Another example fracturing method comprises injecting a high-viscosity, proppant-free fluid 25 containing at least one species of liquid monopropellant ECP 80 and at least one species of EXR at an injection rate above the fracture gradient of a subterranean formation 10 to create a primary fracture 30 in the subterranean formation 10 and allowing the EXR to adhere the EXAs within the EXR to the fracture faces 45 of the primary fracture 30 such that a conductive membrane may be formed on said fracture faces 45. A first low-viscosity propping fluid 70 comprising at least one species of liquid monopropellant ECP 80, at least one species of EXA, and at least one species of fine proppant particulate 75, may then be introduced into the primary fracture 30 to induce generation of a fracture network 40 and/or access/connect natural fractures while also allowing the at least one species of liquid monopropellant ECP 80 to penetrate deep into the primary fracture 30 and the fracture network 40. A second low-viscosity propping fluid 70 comprising at least one species of medium or coarse EXPP 75 and at least one species of solid propellant grain ECP 80 may be introduced into the primary fracture 30 and the fracture network 40. An electric current may then be introduced into the primary fracture 30 and the fracture network 40 and conducted via the electroconductive materials placed within the primary fracture 30 and the fracture network 40. The electric current may ignite the at least one species of liquid monopropellant ECP 80 and the at least one species of solid propellant grain ECP 80 to enhance the primary fracture 30 and the fracture network 40. The proppant particulates 75 are allowed to prop the enhanced primary fracture 30 and the fracture network 40. The electric current may be withdrawn and reapplied as desired.

FIG. 4 illustrates an example method of monitoring a treated well with arrayed sensors for the detection of and recording of detectable energy events 100 caused during treatment with the methods of enhancing a fracture network 40 described above.

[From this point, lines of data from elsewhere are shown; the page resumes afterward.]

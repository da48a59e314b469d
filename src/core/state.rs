//! Stack state management: load, save (atomic), path derivation, checksums.

use super::types::StackState;
use crate::error::{Result, StackError};
use crate::provenance::{eventlog, hasher};
use std::path::{Component, Path, PathBuf};

/// Derive the state file path for a stack within the state directory.
pub fn state_file_path(state_dir: &Path, stack: &str) -> PathBuf {
    state_dir.join(stack).join("state.yaml")
}

/// Load a stack's state. Returns None if the file doesn't exist.
pub fn load_state(state_dir: &Path, stack: &str) -> Result<Option<StackState>> {
    let path = state_file_path(state_dir, stack);
    if !path.exists() {
        return Ok(None);
    }
    let content = std::fs::read_to_string(&path)
        .map_err(|e| StackError::io(format!("cannot read {}", path.display()), e))?;
    let state: StackState = serde_yaml_ng::from_str(&content)
        .map_err(|e| StackError::Parse(format!("invalid state file {}: {}", path.display(), e)))?;
    Ok(Some(state))
}

/// Load a stack's state, failing when there is none.
pub fn require_state(state_dir: &Path, stack: &str) -> Result<StackState> {
    load_state(state_dir, stack)?.ok_or_else(|| StackError::NoState(stack.to_string()))
}

/// Save state atomically (write to temp, then rename). Refreshes the
/// checksum before writing.
pub fn save_state(state_dir: &Path, state: &mut StackState) -> Result<()> {
    let path = state_file_path(state_dir, &state.stack);
    if let Some(parent) = path.parent() {
        std::fs::create_dir_all(parent)
            .map_err(|e| StackError::io(format!("cannot create dir {}", parent.display()), e))?;
    }

    state.checksum = compute_checksum(state);
    let yaml = serde_yaml_ng::to_string(state)
        .map_err(|e| StackError::Parse(format!("serialize error: {}", e)))?;

    let tmp_path = path.with_extension("yaml.tmp");
    std::fs::write(&tmp_path, &yaml)
        .map_err(|e| StackError::io(format!("cannot write {}", tmp_path.display()), e))?;
    std::fs::rename(&tmp_path, &path).map_err(|e| {
        StackError::io(
            format!("cannot rename {} → {}", tmp_path.display(), path.display()),
            e,
        )
    })?;

    Ok(())
}

/// A stack's directory under `state_dir`. The name must be a single plain
/// path segment not starting with `.`, so the result is always a direct
/// child of `state_dir`.
pub fn stack_dir(state_dir: &Path, stack: &str) -> Result<PathBuf> {
    let mut components = Path::new(stack).components();
    match (components.next(), components.next()) {
        (Some(Component::Normal(name)), None) if !stack.starts_with('.') && name.to_str() == Some(stack) => {
            Ok(state_dir.join(stack))
        }
        _ => Err(StackError::Validation(format!(
            "stack name '{}' does not name a directory inside {}",
            stack,
            state_dir.display()
        ))),
    }
}

/// True when the stack has been created (its directory exists).
pub fn stack_exists(state_dir: &Path, stack: &str) -> Result<bool> {
    Ok(stack_dir(state_dir, stack)?.is_dir())
}

/// Create the stack's directory; a no-op when it already exists.
pub fn create_stack(state_dir: &Path, stack: &str) -> Result<PathBuf> {
    let dir = stack_dir(state_dir, stack)?;
    std::fs::create_dir_all(&dir)
        .map_err(|e| StackError::io(format!("cannot create dir {}", dir.display()), e))?;
    Ok(dir)
}

/// Remove a stack's state directory (state file and event log).
pub fn remove_stack(state_dir: &Path, stack: &str) -> Result<bool> {
    let dir = stack_dir(state_dir, stack)?;
    if !dir.exists() {
        return Ok(false);
    }
    std::fs::remove_dir_all(&dir)
        .map_err(|e| StackError::io(format!("cannot remove {}", dir.display()), e))?;
    Ok(true)
}

/// Create a new empty state for a stack.
pub fn new_state(project: &str, stack: &str) -> StackState {
    StackState {
        schema: "1.0".to_string(),
        project: project.to_string(),
        stack: stack.to_string(),
        updated_at: eventlog::now_iso8601(),
        generator: format!("stackrun {}", env!("CARGO_PKG_VERSION")),
        last_run: None,
        resources: indexmap::IndexMap::new(),
        outputs: indexmap::IndexMap::new(),
        checksum: String::new(),
    }
}

/// BLAKE3 over the serialized resources and outputs.
pub fn compute_checksum(state: &StackState) -> String {
    let resources = serde_json::to_string(&state.resources).unwrap_or_default();
    let outputs = serde_json::to_string(&state.outputs).unwrap_or_default();
    hasher::composite_hash(&[&state.project, &state.stack, &resources, &outputs])
}

/// When the recorded checksum disagrees with the content, returns the
/// recomputed one. States written without a checksum are not flagged.
pub fn verify_checksum(state: &StackState) -> Option<String> {
    if state.checksum.is_empty() {
        return None;
    }
    let actual = compute_checksum(state);
    (actual != state.checksum).then_some(actual)
}

/// Names of stacks with a state file under `state_dir`, sorted.
pub fn list_stacks(state_dir: &Path) -> Result<Vec<String>> {
    if !state_dir.exists() {
        return Ok(Vec::new());
    }
    let entries = std::fs::read_dir(state_dir)
        .map_err(|e| StackError::io(format!("cannot read state dir {}", state_dir.display()), e))?;
    let mut stacks: Vec<String> = entries
        .flatten()
        .filter(|e| e.path().is_dir())
        .map(|e| e.file_name().to_string_lossy().to_string())
        .filter(|name| state_file_path(state_dir, name).exists())
        .collect();
    stacks.sort();
    Ok(stacks)
}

Without limitation by theory, the ignition of the ECPs described above may cause detectable energy events which may generate measurable body waves 105 from within the primary fracture 30 and/or the fracture network 40. These detectable energy events 100 may travel through the subterranean formation 10 and be detected by seismic sensors positioned at the surface 20, in local observation wells, or in the wellbore 15 from which the particles are released. As used herein, the term “detectable energy event” (and similar) refers to any event that causes a small but detectable change in stress and pressure distributions in a subterranean formation 10, including those caused by slippages, deformation, and breaking of rock along natural fractures, bedding or faults, creation of fractures or re-opening of fractures, and events artificially created by fracturing operations or caused by an explosion, implosion, exothermic reaction, etc. Examples of such detectable energy events may include, but are not limited to, micro-seismic events, high energy events, and the like.

As illustrated in FIG. 4, a detectable energy event 100 generates body waves 105. There are two types of body waves 105: compression, pressure, or primary waves (called P-waves), and shear or secondary waves (called S-waves). The P-waves and S-waves travel through the earth formations at speeds governed by the bulk density and bulk modulus (rock mechanical properties) of the subterranean formation 10. The rock mechanical properties of the subterranean formation 10 vary according to mineralogy, porosity, fluid content, elastic constants, in situ stress profile, and temperature. Each type of body waves 105 may be detected and measured by corresponding sensor equipment, generally referred to herein as “seismic sensors” or “acoustic sensors” or similar. The body waves 105 may propagate away from each detectable energy event 100 in all directions and travel through the subterranean formation 10.

The body waves 105 may be detected by a plurality of seismic sensors 110. These seismic sensors 110 are capable and configured to detect and measure detectable energy events 100. Examples of seismic sensors may include, but are not limited to, seismographs, tilt meters, piezoelectric sensors, accelerometers, transducers, ground motion sensors, multi-axis sensors, geophones, hydrophones, fiber distributed antenna systems, or combinations thereof. As illustrated in FIG. 2, the seismic sensors 110 may be placed in a wellbore of one or more monitoring wells 115. Sensors can also be placed at or near the surface 20, preferably in shallow boreholes 120 drilled for that purpose. A typical shallow borehole 120 may be ten to forty feet deep.

The recorded body waves 105 data may be analyzed, in a process referred to as “mapping” “imaging,” which calculates locations of the events in 3-dimensional reservoir space. Typically, a location information solution based on a statistical best-fit method is used to map an event in terms of distance, elevation and azimuth. Analysis software for analyzing and displaying the measurements and results is available from Halliburton Energy Services, Inc., under the brand names such as FRACTRAC® and TERRAVISTA®.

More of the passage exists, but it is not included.